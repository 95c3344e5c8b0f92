//! Mount orchestration for the container root
//!
//! [`with_mounts`] attaches `proc` and a scratch `tmpfs`, runs a body, and
//! detaches both again in reverse order. Every mount is held by a
//! [`MountGuard`], so an early return or a panic inside the body still
//! unmounts.
//!
//! Before anything is mounted, the bootstrap makes its whole mount tree
//! private with [`Mounter::make_private`]. Without that, a host whose `/` is
//! a shared mount (the systemd default) would see the container's mounts
//! appear in its own mount table.

use nix::mount::{mount, umount, MsFlags};
use skiff_core::{Error, Result};
use std::fs;
use std::path::{Path, PathBuf};
use std::sync::{Arc, Mutex, MutexGuard, PoisonError};
use tracing::{debug, warn};

/// Mount point of the scratch tmpfs, relative to the container root
pub const TMPFS_DIR: &str = "tmpfs_container";

/// One filesystem to attach
#[derive(Debug, Clone, PartialEq, Eq)]
pub struct MountSpec {
    /// Source passed to mount(2)
    pub source: &'static str,
    /// Mount point
    pub target: PathBuf,
    /// Filesystem type
    pub fstype: &'static str,
    /// Mount flags
    pub flags: MsFlags,
}

impl MountSpec {
    /// `proc` at `<root>/proc`, without setuid, devices or exec
    #[must_use]
    pub fn proc(root: &Path) -> Self {
        Self {
            source: "proc",
            target: root.join("proc"),
            fstype: "proc",
            flags: MsFlags::MS_NOSUID | MsFlags::MS_NODEV | MsFlags::MS_NOEXEC,
        }
    }

    /// In-memory scratch space at `<root>/tmpfs_container`
    #[must_use]
    pub fn tmpfs(root: &Path) -> Self {
        Self {
            source: TMPFS_DIR,
            target: root.join(TMPFS_DIR),
            fstype: "tmpfs",
            flags: MsFlags::empty(),
        }
    }
}

/// Attaches and detaches filesystems
///
/// - [`SyscallMounter`] - mount(2) and umount(2)
/// - [`RecordingMounter`] - records calls, for tests
pub trait Mounter {
    /// Attach `spec`
    ///
    /// # Errors
    /// Returns error if the kernel refuses the mount
    fn mount(&self, spec: &MountSpec) -> Result<()>;

    /// Detach whatever is mounted at `target`
    ///
    /// # Errors
    /// Returns error if the kernel refuses the unmount
    fn unmount(&self, target: &Path) -> Result<()>;

    /// Recursively mark the mounts under `target` private, so later mount
    /// events stay in the current mount namespace
    ///
    /// # Errors
    /// Returns error if the kernel refuses the propagation change
    fn make_private(&self, target: &Path) -> Result<()>;
}

/// Mounts through the kernel
#[derive(Debug, Clone, Copy, Default)]
pub struct SyscallMounter;

impl Mounter for SyscallMounter {
    fn mount(&self, spec: &MountSpec) -> Result<()> {
        debug!(
            source = spec.source,
            target = %spec.target.display(),
            fstype = spec.fstype,
            "Mounting"
        );

        mount(
            Some(spec.source),
            spec.target.as_path(),
            Some(spec.fstype),
            spec.flags,
            None::<&str>,
        )
        .map_err(|e| {
            Error::errno(
                format!("mount {} at {}", spec.fstype, spec.target.display()),
                e,
            )
        })
    }

    fn unmount(&self, target: &Path) -> Result<()> {
        debug!(target = %target.display(), "Unmounting");

        umount(target).map_err(|e| Error::Mount {
            target: target.display().to_string(),
            message: e.desc().to_string(),
        })
    }

    fn make_private(&self, target: &Path) -> Result<()> {
        debug!(target = %target.display(), "Making mount tree private");

        mount(
            None::<&str>,
            target,
            None::<&str>,
            MsFlags::MS_REC | MsFlags::MS_PRIVATE,
            None::<&str>,
        )
        .map_err(|e| Error::errno(format!("make {} private", target.display()), e))
    }
}

/// A mounted filesystem that is detached when the guard goes away
#[must_use = "dropping the guard unmounts immediately"]
pub struct MountGuard<'a, M: Mounter + ?Sized> {
    mounter: &'a M,
    target: PathBuf,
    mounted: bool,
}

impl<'a, M: Mounter + ?Sized> MountGuard<'a, M> {
    /// Mount `spec` and guard it
    ///
    /// # Errors
    /// Returns error if the mount fails; nothing is attached in that case
    pub fn mount(mounter: &'a M, spec: &MountSpec) -> Result<Self> {
        mounter.mount(spec)?;
        Ok(Self {
            mounter,
            target: spec.target.clone(),
            mounted: true,
        })
    }

    /// Mount point
    #[must_use]
    pub fn target(&self) -> &Path {
        &self.target
    }

    /// Unmount now and report the outcome
    ///
    /// # Errors
    /// Returns error if the unmount fails; it is not retried on drop
    pub fn unmount(mut self) -> Result<()> {
        self.mounted = false;
        self.mounter.unmount(&self.target)
    }
}

impl<M: Mounter + ?Sized> Drop for MountGuard<'_, M> {
    fn drop(&mut self) {
        if !self.mounted {
            return;
        }

        if let Err(e) = self.mounter.unmount(&self.target) {
            warn!(target = %self.target.display(), error = %e, "Unmount on drop failed");
        }
    }
}

impl<M: Mounter + ?Sized> std::fmt::Debug for MountGuard<'_, M> {
    fn fmt(&self, f: &mut std::fmt::Formatter<'_>) -> std::fmt::Result {
        f.debug_struct("MountGuard")
            .field("target", &self.target)
            .field("mounted", &self.mounted)
            .finish_non_exhaustive()
    }
}

/// A body's result together with any problems detaching its mounts
#[derive(Debug)]
pub struct Scoped<T> {
    /// What the body returned
    pub value: T,
    /// Unmount failures, tmpfs first; empty when both detached cleanly
    pub unmount_errors: Vec<Error>,
}

/// Run `body` with `proc` and the scratch tmpfs mounted under `root`
///
/// Unmounts tmpfs and then proc on every path out, including a panic in
/// `body`. A failed unmount never replaces the body's value: it is handed
/// back in [`Scoped::unmount_errors`] and the caller decides what it means.
///
/// # Errors
/// Returns error if either mount fails. When tmpfs fails, proc has already
/// been unmounted again.
pub fn with_mounts<M, T, F>(mounter: &M, root: &Path, body: F) -> Result<Scoped<T>>
where
    M: Mounter + ?Sized,
    F: FnOnce() -> T,
{
    let proc_guard = MountGuard::mount(mounter, &MountSpec::proc(root))?;

    let tmpfs = MountSpec::tmpfs(root);
    fs::create_dir_all(&tmpfs.target)
        .map_err(|e| Error::io(format!("create {}", tmpfs.target.display()), e))?;
    let tmpfs_guard = MountGuard::mount(mounter, &tmpfs)?;

    let value = body();

    let unmount_errors = [tmpfs_guard.unmount(), proc_guard.unmount()]
        .into_iter()
        .filter_map(std::result::Result::err)
        .collect();

    Ok(Scoped {
        value,
        unmount_errors,
    })
}

/// A call seen by [`RecordingMounter`]
#[derive(Debug, Clone, PartialEq, Eq)]
pub enum MountCall {
    /// mount at this target
    Mount(PathBuf),
    /// unmount of this target
    Unmount(PathBuf),
    /// propagation of this subtree set to private
    MakePrivate(PathBuf),
}

/// Mounter that only records calls (doesn't touch the kernel)
///
/// Failures can be injected per mount point.
#[derive(Clone, Default)]
pub struct RecordingMounter {
    state: Arc<Mutex<RecordingState>>,
}

#[derive(Default)]
struct RecordingState {
    calls: Vec<MountCall>,
    fail_mount: Option<PathBuf>,
    fail_unmount: Option<PathBuf>,
}

impl RecordingMounter {
    /// Create a new recording mounter
    #[must_use]
    pub fn new() -> Self {
        Self::default()
    }

    fn state(&self) -> MutexGuard<'_, RecordingState> {
        self.state.lock().unwrap_or_else(PoisonError::into_inner)
    }

    /// Refuse to mount at `target`, or to make it private
    #[must_use]
    pub fn fail_mount_at(self, target: impl Into<PathBuf>) -> Self {
        self.state().fail_mount = Some(target.into());
        self
    }

    /// Refuse to unmount `target`
    #[must_use]
    pub fn fail_unmount_at(self, target: impl Into<PathBuf>) -> Self {
        self.state().fail_unmount = Some(target.into());
        self
    }

    /// Every call so far, in order
    #[must_use]
    pub fn calls(&self) -> Vec<MountCall> {
        self.state().calls.clone()
    }

    /// Targets still mounted, oldest first
    #[must_use]
    pub fn attached(&self) -> Vec<PathBuf> {
        let mut attached = Vec::new();
        for call in &self.state().calls {
            match call {
                MountCall::Mount(t) => attached.push(t.clone()),
                MountCall::Unmount(t) => attached.retain(|a| a != t),
                MountCall::MakePrivate(_) => {}
            }
        }
        attached
    }
}

impl std::fmt::Debug for RecordingMounter {
    fn fmt(&self, f: &mut std::fmt::Formatter<'_>) -> std::fmt::Result {
        f.debug_struct("RecordingMounter").finish_non_exhaustive()
    }
}

impl Mounter for RecordingMounter {
    fn mount(&self, spec: &MountSpec) -> Result<()> {
        let mut state = self.state();
        if state.fail_mount.as_ref() == Some(&spec.target) {
            return Err(Error::errno(
                format!("mount {}", spec.target.display()),
                nix::errno::Errno::EPERM,
            ));
        }
        state.calls.push(MountCall::Mount(spec.target.clone()));
        Ok(())
    }

    fn unmount(&self, target: &Path) -> Result<()> {
        let mut state = self.state();
        // The call is recorded even when it fails: umount(2) was attempted
        state.calls.push(MountCall::Unmount(target.to_path_buf()));
        if state.fail_unmount.as_deref() == Some(target) {
            return Err(Error::Mount {
                target: target.display().to_string(),
                message: "Device or resource busy".to_string(),
            });
        }
        Ok(())
    }

    fn make_private(&self, target: &Path) -> Result<()> {
        let mut state = self.state();
        if state.fail_mount.as_deref() == Some(target) {
            return Err(Error::errno(
                format!("make {} private", target.display()),
                nix::errno::Errno::EINVAL,
            ));
        }
        state.calls.push(MountCall::MakePrivate(target.to_path_buf()));
        Ok(())
    }
}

----

#### [Instructions for the task]
Counting only lines that hold the string "SyscallMounter", give the number of such lines in the records. Write nothing else.

#### [Solved problem]
3